WORK INSTRUCTIONS:
Return every line from the listing where the word "GithubClient" occurs.
MATERIAL TO PROCESS Start Marker
//! GitHub transport against a mock REST server.

use std::time::Duration;

use serde_json::json;
use triage_core::{
    AuthorIdentity, ChangeActions, ChangeHost, ChangeStatus, CommitHistory, HostError,
    PendingChange,
};
use triage_github::{GithubClient, GithubConfig, GithubError, MergeMethod};
use wiremock::matchers::{body_json, header, method, path, query_param, query_param_is_missing};
use wiremock::{Mock, MockServer, ResponseTemplate};

const REPO: &str = "/repos/octo/poems";

fn client(server: &MockServer) -> GithubClient {
    let config = GithubConfig::new("octo/poems")
        .unwrap()
        .with_api_base_url(server.uri())
        .with_token("test-token")
        .with_max_retries(2)
        .with_max_backoff(Duration::from_millis(5));
    GithubClient::new(config).unwrap()
}

fn pull(number: u64, login: &str) -> serde_json::Value {
    json!({
        "number": number,
        "title": format!("Poem {number}"),
        "user": { "login": login },
        "created_at": "2024-01-01T00:00:00Z",
        "updated_at": "2024-01-01T00:00:00Z"
    })
}

fn change(number: u64) -> PendingChange {
    let at = chrono::DateTime::from_timestamp(1_704_067_200, 0).unwrap();
    PendingChange {
        number,
        title: "Poem".into(),
        submitter: AuthorIdentity::new("bob"),
        created_at: at,
        updated_at: at,
    }
}

#[tokio::test]
async fn lists_open_pull_requests_across_pages() {
    let server = MockServer::start().await;
    let next = format!("<{}{REPO}/pulls?state=open&page=2>; rel=\"next\"", server.uri());

    Mock::given(method("GET"))
        .and(path(format!("{REPO}/pulls")))
        .and(query_param("state", "open"))
        .and(query_param_is_missing("page"))
        .and(header("authorization", "Bearer test-token"))
        .respond_with(
            ResponseTemplate::new(200)
                .set_body_json(json!([pull(1, "alice")]))
                .insert_header("link", next.as_str()),
        )
        .expect(1)
        .mount(&server)
        .await;
    Mock::given(method("GET"))
        .and(path(format!("{REPO}/pulls")))
        .and(query_param("page", "2"))
        .respond_with(ResponseTemplate::new(200).set_body_json(json!([pull(2, "bob")])))
        .expect(1)
        .mount(&server)
        .await;

    let pending = client(&server).list_pending().await.unwrap();
    let numbers: Vec<u64> = pending.iter().map(|p| p.number).collect();
    assert_eq!(numbers, [1, 2]);
    assert_eq!(pending[1].submitter, AuthorIdentity::new("bob"));
    assert!(pending[0].is_newly_opened());
}

#[tokio::test]
async fn changed_files_map_renames_to_removal_and_addition() {
    let server = MockServer::start().await;
    Mock::given(method("GET"))
        .and(path(format!("{REPO}/pulls/7/files")))
        .respond_with(ResponseTemplate::new(200).set_body_json(json!([
            { "filename": "poems/new.md", "status": "renamed", "previous_filename": "poems/old.md" },
            { "filename": "poems/rain.md", "status": "modified" }
        ])))
        .mount(&server)
        .await;

    let set = client(&server).list_changed_files(&change(7)).await.unwrap();
    let statuses: Vec<(&str, ChangeStatus)> = set
        .files()
        .iter()
        .map(|f| (f.path.as_str(), f.status))
        .collect();
    assert_eq!(
        statuses,
        [
            ("poems/old.md", ChangeStatus::Removed),
            ("poems/new.md", ChangeStatus::Added),
            ("poems/rain.md", ChangeStatus::Modified),
        ]
    );
}

#[tokio::test]
async fn history_is_returned_oldest_first() {
    let server = MockServer::start().await;
    Mock::given(method("GET"))
        .and(path(format!("{REPO}/commits")))
        .and(query_param("path", "poems/rain.md"))
        .respond_with(ResponseTemplate::new(200).set_body_json(json!([
            {
                "sha": "c3",
                "author": { "login": "carol" },
                "commit": { "author": { "name": "Carol", "date": "2024-03-01T00:00:00Z" } }
            },
            {
                "sha": "c1",
                "author": { "login": "alice" },
                "commit": { "author": { "name": "Alice", "date": "2024-01-01T00:00:00Z" } }
            }
        ])))
        .mount(&server)
        .await;

    let commits = client(&server)
        .commits_for_path("poems/rain.md")
        .await
        .unwrap();
    assert_eq!(commits[0].sha, "c1");
    assert_eq!(commits[0].author, Some(AuthorIdentity::new("alice")));
    assert_eq!(commits[1].sha, "c3");
}

#[tokio::test]
async fn history_query_uses_configured_base_branch() {
    let server = MockServer::start().await;
    Mock::given(method("GET"))
        .and(path(format!("{REPO}/commits")))
        .and(query_param("sha", "main"))
        .respond_with(ResponseTemplate::new(200).set_body_json(json!([])))
        .expect(1)
        .mount(&server)
        .await;

    let config = GithubConfig::new("octo/poems")
        .unwrap()
        .with_api_base_url(server.uri())
        .with_base_branch("main");
    let commits = GithubClient::new(config)
        .unwrap()
        .commits_for_path("x.md")
        .await
        .unwrap();
    assert!(commits.is_empty());
}

#[tokio::test]
async fn actions_hit_the_expected_endpoints() {
    let server = MockServer::start().await;
    Mock::given(method("POST"))
        .and(path(format!("{REPO}/issues/3/comments")))
        .and(body_json(json!({ "body": "hello" })))
        .respond_with(ResponseTemplate::new(201).set_body_json(json!({ "id": 1 })))
        .expect(1)
        .mount(&server)
        .await;
    Mock::given(method("PUT"))
        .and(path(format!("{REPO}/pulls/3/merge")))
        .and(body_json(json!({ "merge_method": "squash" })))
        .respond_with(ResponseTemplate::new(200).set_body_json(json!({ "merged": true })))
        .expect(1)
        .mount(&server)
        .await;
    Mock::given(method("PATCH"))
        .and(path(format!("{REPO}/pulls/3")))
        .and(body_json(json!({ "state": "closed" })))
        .respond_with(ResponseTemplate::new(200).set_body_json(json!({ "number": 3 })))
        .expect(1)
        .mount(&server)
        .await;
    Mock::given(method("POST"))
        .and(path(format!("{REPO}/pulls/3/requested_reviewers")))
        .and(body_json(json!({ "reviewers": ["maintainer"] })))
        .respond_with(ResponseTemplate::new(201).set_body_json(json!({ "number": 3 })))
        .expect(1)
        .mount(&server)
        .await;
    Mock::given(method("POST"))
        .and(path(format!("{REPO}/issues")))
        .and(body_json(json!({ "title": "Follow up", "body": "details" })))
        .respond_with(ResponseTemplate::new(201).set_body_json(json!({ "number": 42 })))
        .expect(1)
        .mount(&server)
        .await;

    let config = GithubConfig::new("octo/poems")
        .unwrap()
        .with_api_base_url(server.uri())
        .with_merge_method(MergeMethod::Squash);
    let github = GithubClient::new(config).unwrap();
    let pr = change(3);

    github.comment(&pr, "hello").await.unwrap();
    github.merge(&pr).await.unwrap();
    github.close(&pr).await.unwrap();
    github
        .request_reviewer(&pr, &AuthorIdentity::new("maintainer"))
        .await
        .unwrap();
    assert_eq!(github.open_issue("Follow up", "details").await.unwrap(), 42);
}

#[tokio::test]
async fn unmergeable_pull_request_surfaces_api_error() {
    let server = MockServer::start().await;
    Mock::given(method("PUT"))
        .and(path(format!("{REPO}/pulls/3/merge")))
        .respond_with(
            ResponseTemplate::new(405)
                .set_body_json(json!({ "message": "Pull Request is not mergeable" })),
        )
        .expect(1)
        .mount(&server)
        .await;

    let err = client(&server).merge(&change(3)).await.unwrap_err();
    assert_eq!(
        err,
        HostError::Api {
            status: 405,
            message: "Pull Request is not mergeable".into()
        }
    );
}

#[tokio::test]
async fn missing_pull_request_is_not_found() {
    let server = MockServer::start().await;
    Mock::given(method("GET"))
        .and(path(format!("{REPO}/pulls/99/files")))
        .respond_with(ResponseTemplate::new(404).set_body_json(json!({ "message": "Not Found" })))
        .mount(&server)
        .await;

    let err = client(&server)
        .list_changed_files(&change(99))
        .await
        .unwrap_err();
    assert!(matches!(err, HostError::NotFound(_)));
}

#[tokio::test]
async fn rate_limited_request_is_retried() {
    let server = MockServer::start().await;
    Mock::given(method("GET"))
        .and(path(format!("{REPO}/pulls/5")))
        .respond_with(ResponseTemplate::new(429).insert_header("retry-after", "0"))
        .up_to_n_times(1)
        .with_priority(1)
        .expect(1)
        .mount(&server)
        .await;
    Mock::given(method("GET"))
        .and(path(format!("{REPO}/pulls/5")))
        .respond_with(ResponseTemplate::new(200).set_body_json(pull(5, "alice")))
        .expect(1)
        .mount(&server)
        .await;

    let pr = client(&server).pull_request(5).await.unwrap();
    assert_eq!(pr.number, 5);
}

#[tokio::test]
async fn exhausted_rate_limit_reports_retry_after() {
    let server = MockServer::start().await;
    Mock::given(method("GET"))
        .and(path(format!("{REPO}/pulls/5")))
        .respond_with(
            ResponseTemplate::new(403)
                .insert_header("x-ratelimit-remaining", "0")
                .insert_header("retry-after", "30"),
        )
        .expect(3)
        .mount(&server)
        .await;

    let err = client(&server).pull_request(5).await.unwrap_err();
    assert!(matches!(
        err,
        GithubError::RateLimited {
            retry_after_secs: 30
        }
    ));
}

#[tokio::test]
async fn plain_forbidden_is_not_retried() {
    let server = MockServer::start().await;
    Mock::given(method("POST"))
        .and(path(format!("{REPO}/issues/3/comments")))
        .respond_with(
            ResponseTemplate::new(403)
                .set_body_json(json!({ "message": "Resource not accessible by integration" })),
        )
        .expect(1)
        .mount(&server)
        .await;

    let err = client(&server).comment(&change(3), "hi").await.unwrap_err();
    assert!(matches!(err, HostError::Api { status: 403, .. }));
}

#[tokio::test]
async fn server_errors_are_retried_then_reported() {
    let server = MockServer::start().await;
    Mock::given(method("GET"))
        .and(path(format!("{REPO}/pulls/8/files")))
        .respond_with(ResponseTemplate::new(502).set_body_string("bad gateway"))
        .expect(3)
        .mount(&server)
        .await;

    let err = client(&server)
        .list_changed_files(&change(8))
        .await
        .unwrap_err();
    assert_eq!(
        err,
        HostError::Api {
            status: 502,
            message: "bad gateway".into()
        }
    );
}

#[tokio::test]
async fn gateway_error_on_issue_creation_is_not_resent() {
    let server = MockServer::start().await;
    Mock::given(method("POST"))
        .and(path(format!("{REPO}/issues")))
        .respond_with(ResponseTemplate::new(502).set_body_string("bad gateway"))
        .up_to_n_times(1)
        .with_priority(1)
        .expect(1)
        .mount(&server)
        .await;
    Mock::given(method("POST"))
        .and(path(format!("{REPO}/issues")))
        .respond_with(ResponseTemplate::new(201).set_body_json(json!({ "number": 7 })))
        .expect(0)
        .mount(&server)
        .await;

    let err = client(&server)
        .open_issue("Follow up", "details")
        .await
        .unwrap_err();
    assert!(matches!(err, HostError::Api { status: 502, .. }));

    let posts = server
        .received_requests()
        .await
        .unwrap()
        .iter()
        .filter(|r| r.method.as_str() == "POST")
        .count();
    assert_eq!(posts, 1);
}

#[tokio::test]
async fn gateway_error_on_comment_is_not_resent() {
    let server = MockServer::start().await;
    Mock::given(method("POST"))
        .and(path(format!("{REPO}/issues/3/comments")))
        .respond_with(ResponseTemplate::new(504))
        .expect(1)
        .mount(&server)
        .await;

    let err = client(&server).comment(&change(3), "hi").await.unwrap_err();
    assert!(matches!(err, HostError::Api { status: 504, .. }));
}

#[tokio::test]
async fn rate_limited_comment_is_retried() {
    let server = MockServer::start().await;
    Mock::given(method("POST"))
        .and(path(format!("{REPO}/issues/3/comments")))
        .respond_with(ResponseTemplate::new(429).insert_header("retry-after", "0"))
        .up_to_n_times(1)
        .with_priority(1)
        .expect(1)
        .mount(&server)
        .await;
    Mock::given(method("POST"))
        .and(path(format!("{REPO}/issues/3/comments")))
        .respond_with(ResponseTemplate::new(201).set_body_json(json!({ "id": 1 })))
        .expect(1)
        .mount(&server)
        .await;

    client(&server).comment(&change(3), "hi").await.unwrap();
}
MATERIAL TO PROCESS End Marker
TASK SOLUTION:
use triage_github::{GithubClient, GithubConfig, GithubError, MergeMethod};
fn client(server: &MockServer) -> GithubClient {
    GithubClient::new(config).unwrap()
    let commits = GithubClient::new(config)
    let github = GithubClient::new(config).unwrap();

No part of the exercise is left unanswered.